• [Problem to work on]
Please print the data again exactly as given.

• [The data]
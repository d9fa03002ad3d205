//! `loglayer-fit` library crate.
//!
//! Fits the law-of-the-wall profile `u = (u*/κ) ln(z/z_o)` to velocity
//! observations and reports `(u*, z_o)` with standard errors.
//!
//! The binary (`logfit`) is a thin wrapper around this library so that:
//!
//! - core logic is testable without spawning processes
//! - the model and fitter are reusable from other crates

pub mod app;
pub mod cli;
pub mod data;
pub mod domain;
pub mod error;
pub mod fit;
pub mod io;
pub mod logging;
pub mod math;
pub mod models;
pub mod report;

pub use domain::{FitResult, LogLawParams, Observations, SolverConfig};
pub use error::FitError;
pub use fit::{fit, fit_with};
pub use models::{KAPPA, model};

• [Task response]
repository d9fa03002ad3d205
//! `loglayer-fit` library crate.
//!
//! Fits the law-of-the-wall profile `u = (u*/κ) ln(z/z_o)` to velocity
//! observations and reports `(u*, z_o)` with standard errors.
//!
//! The binary (`logfit`) is a thin wrapper around this library so that:
//!
//! - core logic is testable without spawning processes
//! - the model and fitter are reusable from other crates

pub mod app;
pub mod cli;
pub mod data;
pub mod domain;
pub mod error;
pub mod fit;
pub mod io;
pub mod logging;
pub mod math;
pub mod models;
pub mod report;

pub use domain::{FitResult, LogLawParams, Observations, SolverConfig};
pub use error::FitError;
pub use fit::{fit, fit_with};
pub use models::{KAPPA, model};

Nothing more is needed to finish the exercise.